Articles | Volume 14, issue 6
07 Jun 2010
 | 07 Jun 2010

Towards automatic calibration of 2-D flood propagation models

P. Fabio, G. T. Aronica, and H. Apel

Abstract. Hydraulic models for flood propagation description are an essential tool in many fields and are used, for example, for flood hazard and risk assessments, evaluation of flood control measures, etc. Nowadays there are many models of different complexity regarding the mathematical foundation and spatial dimensions available, and most of them are comparatively easy to operate due to sophisticated tools for model setup and control. However, the calibration of these models is still underdeveloped in contrast to other models like e.g. hydrological models or models used in ecosystem analysis. This has two primary reasons: first, lack of relevant data against which the models can be calibrated, because flood events are very rarely monitored due to the disturbances inflicted by them and the lack of appropriate measuring equipment in place.
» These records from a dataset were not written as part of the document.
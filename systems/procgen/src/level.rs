use delve_core::{Direction, Tile, TileGrid, TILE_SIZE};
use glam::Vec2;
use thiserror::Error;

/// Door marker found in a hand-authored level.
#[derive(Clone, Copy, Debug, PartialEq, Eq)]
pub struct DoorMarker {
    /// Side the marker glyph names (`U`, `R`, `D` or `L`).
    pub side: Direction,
    /// Column of the marker.
    pub column: i32,
    /// Row of the marker.
    pub row: i32,
}

/// Grid and markers parsed from level text.
#[derive(Clone, Debug, PartialEq)]
pub struct LevelLayout {
    /// Parsed tiles; ragged rows are padded with void.
    pub grid: TileGrid,
    /// Pixel centre of the spawn tile.
    pub spawn: Vec2,
    /// Door markers in reading order.
    pub door_markers: Vec<DoorMarker>,
}

/// Errors raised while parsing level text.
#[derive(Clone, Debug, Error, PartialEq, Eq)]
pub enum LevelParseError {
    /// The text contains no rows.
    #[error("level text is empty")]
    Empty,
    /// A glyph outside the level alphabet was found.
    #[error("unknown glyph `{glyph}` at column {column}, row {row}")]
    UnknownGlyph {
        /// Offending character.
        glyph: char,
        /// Column of the character.
        column: usize,
        /// Row of the character.
        row: usize,
    },
    /// More than one `P` marker was found.
    #[error("second spawn marker at column {column}, row {row}")]
    DuplicateSpawn {
        /// Column of the second marker.
        column: usize,
        /// Row of the second marker.
        row: usize,
    },
}

/// Parses ASCII level text.
///
/// `.` is floor, `#` wall, `U`/`D`/`L`/`R` door tiles, `P` the floor tile the
/// player spawns on and a space is void. A level without `P` spawns the
/// player on tile (1, 1).
pub fn parse_level(text: &str) -> Result<LevelLayout, LevelParseError> {
    let lines: Vec<&str> = text.lines().collect();
    if lines.iter().all(|line| line.is_empty()) {
        return Err(LevelParseError::Empty);
    }

    let width = lines
        .iter()
        .map(|line| line.chars().count())
        .max()
        .unwrap_or(0);
    let mut grid = TileGrid::filled(width as u32, lines.len() as u32, Tile::Void);
    let mut spawn_tile = None;
    let mut door_markers = Vec::new();

    for (row, line) in lines.iter().enumerate() {
        for (column, glyph) in line.chars().enumerate() {
            let tile = match glyph {
                '.' => Tile::Floor,
                '#' => Tile::Wall,
                ' ' => Tile::Void,
                'P' => {
                    if spawn_tile.replace((column, row)).is_some() {
                        return Err(LevelParseError::DuplicateSpawn { column, row });
                    }
                    Tile::Floor
                }
                'U' | 'D' | 'L' | 'R' => {
                    door_markers.push(DoorMarker {
                        side: marker_side(glyph),
                        column: column as i32,
                        row: row as i32,
                    });
                    Tile::Door
                }
                _ => return Err(LevelParseError::UnknownGlyph { glyph, column, row }),
            };
            let _ = grid.set(column as i32, row as i32, tile);
        }
    }

    let (column, row) = spawn_tile.unwrap_or((1, 1));
    Ok(LevelLayout {
        grid,
        spawn: Vec2::new(
            (column as f32 + 0.5) * TILE_SIZE,
            (row as f32 + 0.5) * TILE_SIZE,
        ),
        door_markers,
    })
}

fn marker_side(glyph: char) -> Direction {
    match glyph {
        'U' => Direction::North,
        'R' => Direction::East,
        'D' => Direction::South,
        _ => Direction::West,
    }
}

#[cfg(test)]
mod tests {
    use super::*;

    const ROOM: &str = "\
#####
#P..#
#...R
####";

    #[test]
    fn parses_tiles_markers_and_spawn() {
        let layout = parse_level(ROOM).expect("room should parse");

        assert_eq!(layout.grid.width(), 5);
        assert_eq!(layout.grid.height(), 4);
        assert_eq!(layout.grid.tile_at(1, 1), Tile::Floor);
        assert_eq!(layout.grid.tile_at(4, 2), Tile::Door);
        assert_eq!(layout.grid.tile_at(4, 3), Tile::Void, "ragged row is padded");
        assert_eq!(layout.spawn, Vec2::new(48.0, 48.0));
        assert_eq!(
            layout.door_markers,
            vec![DoorMarker {
                side: Direction::East,
                column: 4,
                row: 2,
            }]
        );
    }

    #[test]
    fn missing_spawn_defaults_to_first_interior_tile() {
        let layout = parse_level("###\n#.#\n###").expect("room should parse");
        assert_eq!(layout.spawn, Vec2::new(48.0, 48.0));
    }

    #[test]
    fn rejects_unknown_glyphs_and_duplicate_spawns() {
        assert_eq!(
            parse_level("#?#"),
            Err(LevelParseError::UnknownGlyph {
                glyph: '?',
                column: 1,
                row: 0,
            })
        );
        assert_eq!(
            parse_level("P.\n.P"),
            Err(LevelParseError::DuplicateSpawn { column: 1, row: 1 })
        );
        assert_eq!(parse_level(""), Err(LevelParseError::Empty));
    }
}
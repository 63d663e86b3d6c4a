//! TreeNode entity - one entry of the package manager's dependency report
//!
//! The package manager reports modules as `name@version`. Scoped modules
//! start with `@` (`@scope/name@1.0.0`), so the version separator is always
//! the *last* `@` in the string.

use serde::Deserialize;

/// A module as reported by `list --json --prod`.
///
/// Extra fields emitted by the package manager (`color`, `depth`, `shadow`)
/// are ignored.
#[derive(Debug, Clone, PartialEq, Eq, Deserialize)]
pub struct TreeNode {
    /// `name@version` as reported
    pub name: String,
    /// Direct dependencies, in reported order
    #[serde(default)]
    pub children: Vec<TreeNode>,
}

impl TreeNode {
    /// Create a leaf node
    pub fn new(name: impl Into<String>) -> Self {
        Self {
            name: name.into(),
            children: Vec::new(),
        }
    }

    /// Attach children (builder style, mostly used in tests)
    pub fn with_children(mut self, children: Vec<TreeNode>) -> Self {
        self.children = children;
        self
    }

    /// Module name without the version suffix
    pub fn bare_name(&self) -> &str {
        bare_name(&self.name)
    }
}

/// Strip the `@version` suffix from a reported module name.
///
/// A leading `@` is part of a scoped name and never a split point; a name
/// without a version is returned unchanged.
pub fn bare_name(reported: &str) -> &str {
    match reported.rfind('@') {
        Some(0) | None => reported,
        Some(idx) => &reported[..idx],
    }
}
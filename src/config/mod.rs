//! Configuration module for prodpack
//!
//! Configuration hierarchy:
//! 1. CLI flags (highest priority)
//! 2. Environment variables (PRODPACK_*)
//! 3. `--config` file, or project config (./prodpack.toml)
//! 4. User config (~/.config/prodpack/config.toml)
//! 5. Built-in defaults (lowest priority)

mod loader;
mod types;

pub use loader::{ConfigWarning, LoadedConfig, PROJECT_CONFIG_FILE};
pub use types::{
    Config, OutputConfig, PackageManagerConfig, PolicyConfig, ResolveConfig, Verbosity,
};
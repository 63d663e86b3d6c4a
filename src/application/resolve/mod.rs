//! Resolve Use Case
//!
//! Orchestrates a production dependency resolution.
//!
//! This module handles:
//! - Running the package-manager commands in the dependency root
//! - Parsing the dependency report and configuration
//! - Rebuilding the graph and computing the closure under a policy
//! - Mapping the closure to module store paths (optionally verified on disk)

mod options;
mod result;
mod use_case;


pub use options::ResolveOptions;
pub use result::ResolveResult;
pub use use_case::ResolveUseCase;
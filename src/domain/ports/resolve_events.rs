//! Resolve Event Port
//!
//! Observable interface for the resolution pipeline. This is the crate's
//! logging surface: progress, diagnostics and timings flow through here.

use std::path::PathBuf;
use std::time::Duration;

use super::command_runner::PackageManagerCommand;

/// Event emitted during a resolution
#[derive(Debug, Clone, PartialEq)]
pub enum ResolveEvent {
    /// Resolution started
    Started {
        root_module: String,
        dependency_root: PathBuf,
    },

    /// A package-manager command was launched
    CommandStarted { command: PackageManagerCommand },

    /// A package-manager command returned successfully
    CommandFinished {
        command: PackageManagerCommand,
        elapsed: Duration,
        output_bytes: usize,
    },

    /// Dependency report parsed
    TreeParsed { node_count: usize },

    /// Module store located
    ModuleStoreResolved { path: PathBuf, from_config: bool },

    /// Dependency graph rebuilt
    GraphBuilt { module_count: usize },

    /// A dependency was left out by the exclusion policy
    DependencyExcluded { parent: String, module: String },

    /// Closure computed
    ClosureResolved { module_count: usize },

    /// Closure mapped to module store paths
    PathsResolved { package_count: usize },

    /// Resolution completed
    Completed {
        package_count: usize,
        excluded_count: usize,
    },
}

/// Trait for receiving resolve events
///
/// Implementations:
/// - ConsoleEventSink: progress on stderr
/// - JsonEventSink: NDJSON event stream for CI
/// - NoopEventSink: silent operation
pub trait ResolveEventSink: Send + Sync {
    fn on_event(&self, event: ResolveEvent);
}

/// No-op event sink for silent operation
pub struct NoopEventSink;

impl ResolveEventSink for NoopEventSink {
    fn on_event(&self, _event: ResolveEvent) {}
}
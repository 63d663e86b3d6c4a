#![no_main]

use libfuzzer_sys::fuzz_target;

fuzz_target!(|data: &[u8]| {
    if let Ok(content) = std::str::from_utf8(data) {
        // Fuzz TOML config parsing - this should never panic
        let _ = toml::from_str::<prodpack::Config>(content);
    }
});
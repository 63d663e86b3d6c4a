//! Domain Entities
//!
//! - `TreeNode` - A module entry from the package manager report
//! - `DependencyGraph` - Adjacency map rebuilt from the report
//! - `ResolvedPackage` - A closure member with its on-disk location

mod graph;
mod resolved_package;
mod tree_node;

pub use graph::DependencyGraph;
pub use resolved_package::ResolvedPackage;
pub use tree_node::{bare_name, TreeNode};
//! Resolve result types

use std::path::{Path, PathBuf};

use crate::domain::entities::ResolvedPackage;
use crate::domain::services::Exclusion;

/// Outcome of a successful resolution
#[derive(Debug, Clone, Default, PartialEq, Eq)]
pub struct ResolveResult {
    /// Production packages in first-visited order, unique by path
    pub packages: Vec<ResolvedPackage>,
    /// Dependency edges dropped by the exclusion policy
    pub exclusions: Vec<Exclusion>,
    /// Module store the paths were resolved against
    pub module_store: PathBuf,
}

impl ResolveResult {
    /// Resolved directories, in order
    pub fn paths(&self) -> impl Iterator<Item = &Path> {
        self.packages.iter().map(ResolvedPackage::path)
    }

    pub fn names(&self) -> impl Iterator<Item = &str> {
        self.packages.iter().map(ResolvedPackage::name)
    }
}
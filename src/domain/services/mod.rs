//! Domain Services
//!
//! Pure business logic services that operate on domain entities.
//! These services have no I/O dependencies and are easily testable.

mod closure;
mod paths;

pub use closure::{resolve_closure, Closure, ClosureError, Exclusion};
pub use paths::resolve_paths;
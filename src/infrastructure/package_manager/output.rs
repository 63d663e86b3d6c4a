//! Package-manager output parsing
//!
//! `--json` mode prints one JSON object per line. The payloads the resolver
//! needs are wrapped in fixed envelopes:
//!
//! - `list --json --prod`: `{"type":"tree","data":{"type":"list","trees":[...]}}`
//! - `config current --json`: `{"type":"log","data":"<escaped JSON>"}`
//!
//! An envelope must span a whole line and appear exactly once.

use std::path::{Path, PathBuf};
use std::sync::OnceLock;

use regex::Regex;
use serde_json::Value;

use crate::domain::entities::TreeNode;
use crate::domain::ports::PackageManagerCommand;

/// Default module store directory name under the workspace root
pub const DEFAULT_MODULES_DIR: &str = "node_modules";

#[derive(Debug, thiserror::Error)]
pub enum OutputParseError {
    #[error("Not able to find {expected} when executing {command} ({matches} matching lines). Found {output}")]
    EnvelopeNotFound {
        command: PackageManagerCommand,
        expected: &'static str,
        matches: usize,
        output: String,
    },

    #[error("Invalid JSON in the output of {command}: {message}. Found {output}")]
    InvalidJson {
        command: PackageManagerCommand,
        message: String,
        output: String,
    },
}

fn tree_envelope() -> &'static Regex {
    static RE: OnceLock<Regex> = OnceLock::new();
    RE.get_or_init(|| {
        Regex::new(r#"(?m)^\{"type":"tree","data":\{"type":"list","trees":(.*)\}\}\r?$"#)
            .expect("tree envelope pattern is valid")
    })
}

fn config_envelope() -> &'static Regex {
    static RE: OnceLock<Regex> = OnceLock::new();
    RE.get_or_init(|| {
        Regex::new(r#"(?m)^\{"type":"log","data":"(.*)"\}\r?$"#)
            .expect("config envelope pattern is valid")
    })
}

fn extract_single<'a>(
    re: &Regex,
    raw: &'a str,
    command: PackageManagerCommand,
    expected: &'static str,
) -> Result<&'a str, OutputParseError> {
    let payloads: Vec<&str> = re
        .captures_iter(raw)
        .filter_map(|caps| caps.get(1).map(|m| m.as_str()))
        .collect();

    match payloads.as_slice() {
        [payload] => Ok(*payload),
        _ => Err(OutputParseError::EnvelopeNotFound {
            command,
            expected,
            matches: payloads.len(),
            output: raw.to_string(),
        }),
    }
}

/// Extract the reported module list from `list --json --prod` output.
pub fn parse_tree_output(raw: &str) -> Result<Vec<TreeNode>, OutputParseError> {
    let command = PackageManagerCommand::ListProduction;
    let payload = extract_single(tree_envelope(), raw, command, "a dependency tree")?;

    serde_json::from_str(payload).map_err(|e| OutputParseError::InvalidJson {
        command,
        message: e.to_string(),
        output: raw.to_string(),
    })
}

/// Extract and decode the configuration object from `config current --json`.
pub fn parse_config_output(raw: &str) -> Result<Value, OutputParseError> {
    let command = PackageManagerCommand::CurrentConfig;
    let escaped = extract_single(config_envelope(), raw, command, "the configuration")?;

    let invalid = |e: serde_json::Error| OutputParseError::InvalidJson {
        command,
        message: e.to_string(),
        output: raw.to_string(),
    };

    // The payload is the body of a JSON string literal (`\n`, `\"`, ...).
    let unescaped: String = serde_json::from_str(&format!("\"{escaped}\"")).map_err(invalid)?;
    serde_json::from_str(&unescaped).map_err(invalid)
}

/// Where module payloads live on disk.
#[derive(Debug, Clone, PartialEq, Eq)]
pub struct ModuleStore {
    pub path: PathBuf,
    /// `true` when taken from the package-manager configuration
    pub from_config: bool,
}

/// Module store from the configuration's `modulesFolder`, or
/// `<workspace_root>/node_modules` when it is not set.
pub fn module_store_dir(config: &Value, workspace_root: &Path) -> ModuleStore {
    match config.get("modulesFolder").and_then(Value::as_str) {
        Some(folder) if !folder.is_empty() => ModuleStore {
            path: workspace_root.join(folder),
            from_config: true,
        },
        _ => ModuleStore {
            path: workspace_root.join(DEFAULT_MODULES_DIR),
            from_config: false,
        },
    }
}

#[cfg(test)]
mod tests {
    use super::*;

    const TREE_OUTPUT: &str = concat!(
        r#"{"type":"info","data":"Visiting workspace."}"#,
        "\n",
        r#"{"type":"tree","data":{"type":"list","trees":[{"name":"@eclipse-che/theia-assembly@0.3.0","children":[{"name":"@theia/core@0.3.10","color":"dim","shadow":true}],"hint":null,"color":"bold","depth":0},{"name":"@theia/core@0.3.10","children":[],"depth":0}]}}"#,
        "\n",
    );

    #[test]
    fn parses_tree_envelope() {
        let nodes = parse_tree_output(TREE_OUTPUT).unwrap();
        assert_eq!(nodes.len(), 2);
        assert_eq!(nodes[0].bare_name(), "@eclipse-che/theia-assembly");
        assert_eq!(nodes[0].children[0].bare_name(), "@theia/core");
    }

    #[test]
    fn tree_with_crlf_line_endings() {
        let raw = "{\"type\":\"tree\",\"data\":{\"type\":\"list\",\"trees\":[]}}\r\n";
        assert!(parse_tree_output(raw).unwrap().is_empty());
    }

    #[test]
    fn tree_envelope_missing() {
        let err = parse_tree_output("error An unexpected error occurred").unwrap_err();
        match err {
            OutputParseError::EnvelopeNotFound {
                matches, output, ..
            } => {
                assert_eq!(matches, 0);
                assert_eq!(output, "error An unexpected error occurred");
            }
            other => panic!("unexpected error: {other:?}"),
        }
    }

    #[test]
    fn tree_envelope_must_span_the_line() {
        let raw = r#"prefix {"type":"tree","data":{"type":"list","trees":[]}}"#;
        assert!(matches!(
            parse_tree_output(raw),
            Err(OutputParseError::EnvelopeNotFound { matches: 0, .. })
        ));
    }

    #[test]
    fn tree_envelope_twice_is_rejected() {
        let line = r#"{"type":"tree","data":{"type":"list","trees":[]}}"#;
        let raw = format!("{line}\n{line}\n");
        assert!(matches!(
            parse_tree_output(&raw),
            Err(OutputParseError::EnvelopeNotFound { matches: 2, .. })
        ));
    }

    #[test]
    fn tree_payload_must_be_json() {
        let raw = r#"{"type":"tree","data":{"type":"list","trees":[{"name":}]}}"#;
        assert!(matches!(
            parse_tree_output(raw),
            Err(OutputParseError::InvalidJson { .. })
        ));
    }

    #[test]
    fn parses_config_envelope() {
        let raw = r#"{"type":"log","data":"{\"modulesFolder\":\"/tmp/nm\"}"}"#;
        let config = parse_config_output(raw).unwrap();
        assert_eq!(config["modulesFolder"], "/tmp/nm");
    }

    #[test]
    fn config_with_escaped_newlines() {
        let raw = r#"{"type":"log","data":"{\n  \"version-tag-prefix\": \"v\",\n  \"modulesFolder\": null\n}"}"#;
        let config = parse_config_output(raw).unwrap();
        assert_eq!(config["version-tag-prefix"], "v");
        assert!(config["modulesFolder"].is_null());
    }

    #[test]
    fn config_envelope_missing() {
        let err = parse_config_output(r#"{"modulesFolder":"/tmp/nm"}"#).unwrap_err();
        assert!(matches!(err, OutputParseError::EnvelopeNotFound { .. }));
        assert!(err.to_string().contains("config current --json"));
    }

    #[test]
    fn config_payload_must_be_json() {
        let raw = r#"{"type":"log","data":"not json"}"#;
        assert!(matches!(
            parse_config_output(raw),
            Err(OutputParseError::InvalidJson { .. })
        ));
    }

    #[test]
    fn module_store_from_config() {
        let config = serde_json::json!({ "modulesFolder": "/tmp/nm" });
        let store = module_store_dir(&config, Path::new("/work"));
        assert_eq!(store.path, PathBuf::from("/tmp/nm"));
        assert!(store.from_config);
    }

    #[test]
    fn module_store_falls_back_to_node_modules() {
        for config in [
            serde_json::json!({}),
            serde_json::json!({ "modulesFolder": null }),
            serde_json::json!({ "modulesFolder": "" }),
        ] {
            let store = module_store_dir(&config, Path::new("/work"));
            assert_eq!(store.path, PathBuf::from("/work/node_modules"));
            assert!(!store.from_config);
        }
    }
}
Second, 2-D models are computationally very demanding and therefore the use of available sophisticated automatic calibration procedures is restricted in many cases. This study takes a well documented flood event in August 2002 at the Mulde River in Germany as an example and investigates the most appropriate calibration strategy for a simplified 2-D hyperbolic finite element model. The model independent optimiser PEST, that enables automatic calibrations without changing model code, is used and the model is calibrated against over 380 surveyed maximum water levels. The application of the parallel version of the optimiser showed that (a) it is possible to use automatic calibration in combination of 2-D hydraulic model, and (b) equifinality of model parameterisation can also be caused by a too large number of degrees of freedom in the calibration data in contrast to a too simple model setup. In order to improve model calibration and reduce equifinality, a method was developed to identify calibration data, resp. model setup with likely errors that obstruct model calibration.